Beirute registra três anos de explosão no porto sem julgamento
Neste dia em 2020, mais de 220 pessoas morreram e mais de 6.500 ficaram feridas em uma das maiores explosões não energéticas da história
O Líbano recorda nesta sexta-feira (4) o terceiro aniversário da explosão mortal no porto de Beirute sem muitas esperanças de um dia elucidar a verdade por trás da tragédia e sofrer os responsáveis, em um cenário de pressão política que bloqueia o processo judicial.
Em 4 de agosto de 2020, às 18H07, uma das maiores explosões não energéticas da história destruiu bairros inteiros da capital libanesa. Mais de 220 pessoas morreram e mais de 6.500 ficaram feridas.
A explosão foi provocada por um incêndio em um depósito que armazenava, sem as necessidades necessárias, toneladas de nitrato de amônio, apesar das evacuações aos gerentes do local.
A associação de famílias das vítimas, que luta há três anos para obter justiça, convocou uma manifestação para a área do porto.
Leia também
• Mediadores da CEDEAO deixam o Níger sem conseguir reunião com o líder dos golpistas
• Rússia afirma que impediu o ataque ucraniano contra a base no Mar Negro
• Seis policiais brancos admitem tortura a dois homens negros nos EUA
"É um dia de luto e protesto contra o Estado libanês, que politiza nossa causa e interfere na ação da justiça", declarou à AFP Rima Zahed, que perdeu o irmão Amine, funcionário do porto, na tragédia.
"Três anos depois da explosão, a justiça está bloqueada e a verdade, dissimulada. Nenhuma das pessoas investigadas está na prisão", acrescentou.
As autoridades libanesas rejeitaram os pedidos das famílias por uma investigação internacional e são acusadas de obstruir os inquéritos da justiça local, em um país marcado por profundas divisões políticas e em colapso econômico.
- "Criminosos" -
"Estamos cansados. Não participamos de fazer nada para que estes criminosos prestem contas", declarou Zahed.

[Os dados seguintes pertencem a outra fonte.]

//! Glue between the terminal event loop and the canvas schedulers.

use std::io;

use color_eyre::eyre::WrapErr;
use tessera_canvas::{
    CELL_HEIGHT_PX, CELL_WIDTH_PX, FrameHandle, FrameRequester, Interval, MaskedFade,
    RandomActivation, Scheduler, TerminalSurface,
};
use tessera_core::{ColorScheme, Point, SchemePalette};
use tracing::debug;

use crate::config::{Config, StrategyKind};

/// Run `body` with the terminal input modes enabled.
///
/// `disable` and `restore` run on every path, including a failed `enable`.
/// The first error wins.
pub fn run_session(
    enable: impl FnOnce() -> io::Result<()>,
    body: impl FnOnce() -> color_eyre::Result<()>,
    disable: impl FnOnce() -> io::Result<()>,
    restore: impl FnOnce(),
) -> color_eyre::Result<()> {
    let result = enable()
        .wrap_err("failed to enable mouse capture")
        .and_then(|()| body());
    let disabled = disable().wrap_err("failed to disable mouse capture");
    restore();
    result.and(disabled)
}

/// Pixel-space center of the terminal cell at `(col, row)`.
pub fn cell_center(col: u16, row: u16) -> Point {
    Point::new(
        (col as f64 + 0.5) * CELL_WIDTH_PX,
        (row as f64 + 0.5) * CELL_HEIGHT_PX,
    )
}

/// Frame requester for a polled event loop: at most one frame is pending.
#[derive(Debug, Default)]
pub struct FrameClock {
    next: u64,
    pending: Option<FrameHandle>,
}

impl FrameClock {
    pub fn new() -> Self {
        Self::default()
    }

    /// Consume the pending frame, returning whether one was due.
    pub fn take_due(&mut self) -> bool {
        self.pending.take().is_some()
    }

    #[cfg(test)]
    pub fn pending(&self) -> Option<FrameHandle> {
        self.pending
    }
}

impl FrameRequester for FrameClock {
    fn request_frame(&mut self) -> FrameHandle {
        self.next += 1;
        let handle = FrameHandle(self.next);
        self.pending = Some(handle);
        handle
    }

    fn cancel_frame(&mut self, handle: FrameHandle) {
        if self.pending == Some(handle) {
            self.pending = None;
        }
    }
}

/// The mounted background, one of the two grid behaviors.
#[derive(Debug)]
pub enum Background {
    Masked(Scheduler<MaskedFade>),
    Tiled {
        scheduler: Scheduler<RandomActivation>,
        interval: Interval,
    },
}

impl Background {
    /// Construct and mount a fresh background at `now` (milliseconds).
    pub fn mount(
        kind: StrategyKind,
        config: &Config,
        color_scheme: ColorScheme,
        pointer: Option<Point>,
        surface: &mut TerminalSurface,
        frames: &mut FrameClock,
        now: f64,
    ) -> Self {
        debug!(strategy = kind.name(), scheme = color_scheme.name(), "mounting background");
        match kind {
            StrategyKind::Masked => {
                let mut scheduler = Scheduler::new(MaskedFade::new(), color_scheme, pointer)
                    .with_palette(config.palette)
                    .with_tile_size(config.tile_size);
                scheduler.mount(surface, frames);
                Background::Masked(scheduler)
            }
            StrategyKind::Tiled => {
                let mut scheduler = Scheduler::new(RandomActivation::new(), color_scheme, pointer)
                    .with_palette(config.palette)
                    .with_tile_size(config.tile_size);
                scheduler.mount(surface, frames);
                let interval = scheduler.set_active_squares(now);
                Background::Tiled {
                    scheduler,
                    interval,
                }
            }
        }
    }

    #[cfg(test)]
    pub fn kind(&self) -> StrategyKind {
        match self {
            Background::Masked(_) => StrategyKind::Masked,
            Background::Tiled { .. } => StrategyKind::Tiled,
        }
    }

    /// Draw one frame.
    pub fn run(&mut self, surface: &mut TerminalSurface, timestamp: f64, frames: &mut FrameClock) {
        match self {
            Background::Masked(scheduler) => scheduler.run(surface, timestamp, frames),
            Background::Tiled { scheduler, .. } => scheduler.run(surface, timestamp, frames),
        }
    }

    /// Fire the activation tick when the interval is due.
    pub fn poll_activation(&mut self, now: f64) {
        if let Background::Tiled {
            scheduler,
            interval,
        } = self
            && interval.poll(now)
        {
            scheduler.activation_tick();
        }
    }

    pub fn resize(&mut self, surface: &mut TerminalSurface) {
        match self {
            Background::Masked(scheduler) => scheduler.resize(surface),
            Background::Tiled { scheduler, .. } => scheduler.resize(surface),
        }
    }

    pub fn set_pointer(&mut self, pointer: Option<Point>) {
        match self {
            Background::Masked(scheduler) => scheduler.set_pointer(pointer),
            Background::Tiled { scheduler, .. } => scheduler.set_pointer(pointer),
        }
    }

    pub fn set_color_scheme(&mut self, color_scheme: ColorScheme) {
        match self {
            Background::Masked(scheduler) => scheduler.set_color_scheme(color_scheme),
            Background::Tiled { scheduler, .. } => scheduler.set_color_scheme(color_scheme),
        }
    }

    /// Colors resolved for the current scheme.
    pub fn colors(&self) -> SchemePalette {
        match self {
            Background::Masked(scheduler) => scheduler.state().colors,
            Background::Tiled { scheduler, .. } => scheduler.state().colors,
        }
    }

    #[cfg(test)]
    pub fn is_running(&self) -> bool {
        match self {
            Background::Masked(scheduler) => scheduler.is_running(),
            Background::Tiled { scheduler, .. } => scheduler.is_running(),
        }
    }

    /// Stop the interval and the pending frame. The background cannot be restarted.
    pub fn teardown(&mut self, frames: &mut FrameClock) {
        match self {
            Background::Masked(scheduler) => scheduler.teardown(frames),
            Background::Tiled {
                scheduler,
                interval,
            } => {
                interval.cancel();
                scheduler.teardown(frames);
            }
        }
    }
}

#[cfg(test)]
mod tests {
    use super::*;
    use std::cell::Cell;
    use tessera_canvas::Lifecycle;
    use tessera_core::Palette;

    fn mounted(kind: StrategyKind) -> (Background, TerminalSurface, FrameClock) {
        let mut surface = TerminalSurface::new(80, 24);
        let mut frames = FrameClock::new();
        let background = Background::mount(
            kind,
            &Config::default(),
            ColorScheme::Light,
            None,
            &mut surface,
            &mut frames,
            0.0,
        );
        (background, surface, frames)
    }

    #[test]
    fn test_session_restores_when_enable_fails() {
        let ran = Cell::new(false);
        let restored = Cell::new(false);
        let result = run_session(
            || Err(io::Error::other("no tty")),
            || {
                ran.set(true);
                Ok(())
            },
            || Ok(()),
            || restored.set(true),
        );
        assert!(result.is_err());
        assert!(!ran.get());
        assert!(restored.get());
    }

    #[test]
    fn test_session_restores_when_disable_fails() {
        let restored = Cell::new(false);
        let result = run_session(
            || Ok(()),
            || Ok(()),
            || Err(io::Error::other("closed")),
            || restored.set(true),
        );
        assert!(result.is_err());
        assert!(restored.get());
    }

    #[test]
    fn test_session_keeps_body_error() {
        let restored = Cell::new(false);
        let result = run_session(
            || Ok(()),
            || Err(color_eyre::eyre::eyre!("draw failed")),
            || Err(io::Error::other("closed")),
            || restored.set(true),
        );
        let err = result.expect_err("body error");
        assert_eq!(err.to_string(), "draw failed");
        assert!(restored.get());
    }

    #[test]
    fn test_cell_center() {
        assert_eq!(cell_center(0, 0), Point::new(4.0, 8.0));
        assert_eq!(cell_center(10, 2), Point::new(84.0, 40.0));
    }

    #[test]
    fn test_frame_clock_single_pending() {
        let mut frames = FrameClock::new();
        assert!(!frames.take_due());

        let first = frames.request_frame();
        let second = frames.request_frame();
        assert_ne!(first, second);
        assert_eq!(frames.pending(), Some(second));

        // Stale handles do not cancel the newer request.
        frames.cancel_frame(first);
        assert_eq!(frames.pending(), Some(second));

        assert!(frames.take_due());
        assert!(!frames.take_due());
    }

    #[test]
    fn test_mount_requests_first_frame() {
        for kind in [StrategyKind::Masked, StrategyKind::Tiled] {
            let (background, _surface, frames) = mounted(kind);
            assert_eq!(background.kind(), kind);
            assert!(background.is_running());
            assert!(frames.pending().is_some());
        }
    }

    #[test]
    fn test_run_requests_next_frame() {
        let (mut background, mut surface, mut frames) = mounted(StrategyKind::Masked);
        assert!(frames.take_due());
        background.run(&mut surface, 16.0, &mut frames);
        assert!(frames.take_due());
    }

    #[test]
    fn test_teardown_cancels_frame_and_interval() {
        let (mut background, mut surface, mut frames) = mounted(StrategyKind::Tiled);
        background.teardown(&mut frames);

        assert!(!background.is_running());
        assert_eq!(frames.pending(), None);

        let Background::Tiled {
            scheduler,
            interval,
        } = &background
        else {
            panic!("expected tiled background");
        };
        assert!(interval.is_cancelled());
        assert_eq!(scheduler.lifecycle(), Lifecycle::TornDown);

        background.poll_activation(10_000.0);
        background.run(&mut surface, 10_000.0, &mut frames);
        assert_eq!(frames.pending(), None);
    }

    #[test]
    fn test_activation_fires_on_interval() {
        let (mut background, _surface, _frames) = mounted(StrategyKind::Tiled);
        let active = |background: &Background| match background {
            Background::Tiled { scheduler, .. } => scheduler.strategy().active().len(),
            Background::Masked(_) => 0,
        };

        background.poll_activation(100.0);
        assert_eq!(active(&background), 0);

        background.poll_activation(500.0);
        assert!(active(&background) >= 1);
    }

    #[test]
    fn test_color_scheme_switch() {
        let (mut background, _surface, _frames) = mounted(StrategyKind::Masked);
        assert_eq!(background.colors(), Palette::default().light);
        background.set_color_scheme(ColorScheme::Dark);
        assert_eq!(background.colors(), Palette::default().dark);
    }
}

O primeiro juiz responsável pelo caso em 2020 desistiu do processo depois de acusar o ex-primeiro-ministro Hassan Diab e mais três ministros.
Seu sucessor, Tarek Bitar, também investigou líderes políticos, mas o Parlamento se fechou a suspender a imunidade de alguns deputados acusados, o ministério do Interior não aceitou o interrogatório de funcionários de alto escalão e as forças de segurança se negaram a executar as ordens de detenção.
Bitar foi obrigado a suspender a investigação durante 13 meses devido a dezenas de ações aprovadas contra ele por líderes políticos.
Ele retomou o trabalho em janeiro para surpresa de todos, mas em seguida foi denunciado por insubordinação pelo procurador-geral por acusar várias personalidades do alto escalão do governo.
O procurador também pediu a libertação de 17 pessoas detidas sem julgamento após a explosão.
- Cultura de impunidade -
Em dois anos e meio, o juiz Bitar conseguiu trabalhar durante seis meses, período em que houve muitas pressões que provocaram uma crise sem precedentes no sistema judicial.
Embora não tenha entrado no Palácio de Justiça nos últimos meses, a investigação “continua”, informou à AFP um analista do Judiciário que pediu anonimato por razões de segurança.
O analista, que acompanha a investigação, afirmou que o juiz Bitar está determinado a seguir com o trabalho até redigir um documento de acusação, como prometeu às famílias das vítimas.
"Estamos isolados de que vamos chegar à verdade, porque a verdade não morre enquanto é exigido", disse Rima Zahed.
Quase 300 ONGs e as famílias das vítimas vítimas a pedir na quinta-feira a criação de uma comissão de investigação internacional.
"Uma ação internacional é necessária para romper a cultura da impunidade no Líbano", declarou Ramzi Kaiss, da Human Rights Watch.
"As autoridades usaram todos os meios a sua disposição para minar e obstruir, sem vergonha, a investigação nacional com o objetivo de evitar a prestação de contas", lamentou parte Aya Majzoub, diretora regional adjunta da Anistia Internacional.